Got here from Ben Casnocha. I don’t believe this for a moment:
TripAdvisor, the leading hotel and travel reviews site, will be spun out from its parent Expedia this month, andshareholders are giddy. With 50 million reviews and counting, the site is shaking the travel industry to its core. Underlying TripAdvisor’s success is a powerful long-term trend: ratings websites threaten to make many brands irrelevant.
I actually see the opposite effect, which is to reinforce brands’ power by making their experiences more consistent and reducing their monitoring costs.
Feedback is NOT disruptive technology for branded hotel chains or restaurants. Branding only works because it sets expectations, which are then either met or not met. If they are unmet, then the brand takes a hit. TripAdvisor just speeds up this process.
It’s an ugly bit of self-indulgence for marketing-types to think that brands are built by marketing. They’re built by experience. Motel 8 didn’t get its image by buying ads, it got it by whipping small franchisees into competent low-end hotel owners and delivering some kind of central reservation system. And maybe tomorrow they get good at hiring summer interns to pump up the reviews of their in-chain hotels.
And never forget TripAdvisor’s business model: selling ads. To the branded hotel chains. It’s in TripAdvisor’s best interest to maximize its value to these core clients.
TripAdvisor is helping to kill some businesses, though: rating organizations as they previously existed and old media advertisers.
Advertisers have lost a client. This is one less ad at the Superbowl because online ads are much more targeted and real information about the quality of an establishment is more easily sourced. And if their brand is powerful enough and their reviews are good enough, maybe they don’t even bother with advertising on TripAdvisor either.
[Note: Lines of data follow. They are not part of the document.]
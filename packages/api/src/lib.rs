pub mod ctx;
pub mod error;
pub mod executor;
pub mod health;
pub mod router;
pub mod workflows;

pub use crate::{
	ctx::ApiCtx,
	error::ApiError,
	executor::RuntimeExecutor,
	router::{ApiDoc, router},
};
use std::{
	path::PathBuf,
	sync::{
		Arc,
		atomic::{AtomicBool, Ordering},
	},
};

use anyhow::{Context, Result};
use async_trait::async_trait;
use rocksdb::{DB, Direction, IteratorMode, Options, WriteBatch};

use crate::{KvEntry, KvError, WriteOp, driver::KvDriver, end_of_prefix_range};

/// On-disk driver backed by RocksDB. Batches go through `WriteBatch` so they
/// hit the WAL as a single atomic record.
pub struct RocksDbKvDriver {
	db: Arc<DB>,
	closed: AtomicBool,
}

impl RocksDbKvDriver {
	pub fn open(db_path: PathBuf) -> Result<Self> {
		tracing::info!(path=%db_path.display(), "opening rocksdb");

		std::fs::create_dir_all(&db_path).context("failed to create database directory")?;

		let mut opts = Options::default();
		opts.create_if_missing(true);
		opts.set_max_open_files(10000);
		opts.set_keep_log_file_num(10);
		opts.set_max_total_wal_size(64 * 1024 * 1024); // 64MiB

		let db = DB::open(&opts, db_path).context("failed to open rocksdb")?;

		Ok(RocksDbKvDriver {
			db: Arc::new(db),
			closed: AtomicBool::new(false),
		})
	}

	fn check_open(&self) -> Result<()> {
		if self.closed.load(Ordering::SeqCst) {
			Err(KvError::Closed.into())
		} else {
			Ok(())
		}
	}
}

#[async_trait]
impl KvDriver for RocksDbKvDriver {
	async fn get(&self, key: &[u8]) -> Result<Option<Vec<u8>>> {
		self.check_open()?;
		self.db
			.get(key)
			.map_err(|err| KvError::Io(err.to_string()).into())
	}

	async fn put(&self, key: &[u8], value: &[u8]) -> Result<()> {
		self.check_open()?;
		self.db
			.put(key, value)
			.map_err(|err| KvError::Io(err.to_string()).into())
	}

	async fn delete(&self, key: &[u8]) -> Result<()> {
		self.check_open()?;
		self.db
			.delete(key)
			.map_err(|err| KvError::Io(err.to_string()).into())
	}

	async fn scan(&self, prefix: &[u8], limit: Option<usize>) -> Result<Vec<KvEntry>> {
		let end = end_of_prefix_range(prefix);
		self.scan_range(prefix, &end, limit).await
	}

	async fn scan_range(
		&self,
		start: &[u8],
		end: &[u8],
		limit: Option<usize>,
	) -> Result<Vec<KvEntry>> {
		self.check_open()?;

		let mut entries = Vec::new();
		let iter = self
			.db
			.iterator(IteratorMode::From(start, Direction::Forward));

		for item in iter {
			let (key, value) = item.map_err(|err| KvError::Io(err.to_string()))?;

			if &*key >= end {
				break;
			}

			entries.push(KvEntry {
				key: key.into_vec(),
				value: value.into_vec(),
			});

			if let Some(limit) = limit {
				if entries.len() >= limit {
					break;
				}
			}
		}

		Ok(entries)
	}

	async fn batch(&self, ops: Vec<WriteOp>) -> Result<()> {
		self.check_open()?;

		let mut batch = WriteBatch::default();
		for op in ops {
			match op {
				WriteOp::Put { key, value } => batch.put(key, value),
				WriteOp::Delete { key } => batch.delete(key),
			}
		}

		self.db
			.write(batch)
			.map_err(|err| KvError::Io(err.to_string()).into())
	}

	async fn close(&self) -> Result<()> {
		self.closed.store(true, Ordering::SeqCst);
		self.db.flush().map_err(|err| KvError::Io(err.to_string()))?;
		Ok(())
	}
}

impl Drop for RocksDbKvDriver {
	fn drop(&mut self) {
		self.db.cancel_all_background_work(true);
	}
}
And as I said before, TripAdvisor is an excellent new tool for big chains to use.
Let’s say your job is to monitor the Super 8 Brand across the US. You travel to hotels, perform inspections, chit-chat with the hotel owners and move on. That job is now dead. All an executive has to do now is sign up for a feed of reviews about its hotels flag underperformers. Any organization that has the resources to actually take advantage of these tools will win and small franchisees are buying those resources.
Branded chains don’t care about mom & pop shops unless they can scale. And if they can scale, they’re a branded chain.